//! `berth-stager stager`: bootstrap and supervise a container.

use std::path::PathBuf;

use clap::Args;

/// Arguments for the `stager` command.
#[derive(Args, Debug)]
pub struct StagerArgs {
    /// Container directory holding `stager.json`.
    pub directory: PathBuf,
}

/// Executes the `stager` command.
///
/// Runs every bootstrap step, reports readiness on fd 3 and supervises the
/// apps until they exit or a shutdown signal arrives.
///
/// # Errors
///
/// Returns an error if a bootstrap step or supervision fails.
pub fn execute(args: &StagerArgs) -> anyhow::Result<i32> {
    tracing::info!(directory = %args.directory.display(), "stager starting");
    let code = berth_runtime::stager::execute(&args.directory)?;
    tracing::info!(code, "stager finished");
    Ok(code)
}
----------
> [Exercise requirements]:
A line belongs in the answer if it contains the word "tracing"; please copy each such line from the material.

> [Reply to the exercise]:
    tracing::info!(directory = %args.directory.display(), "stager starting");
    tracing::info!(code, "stager finished");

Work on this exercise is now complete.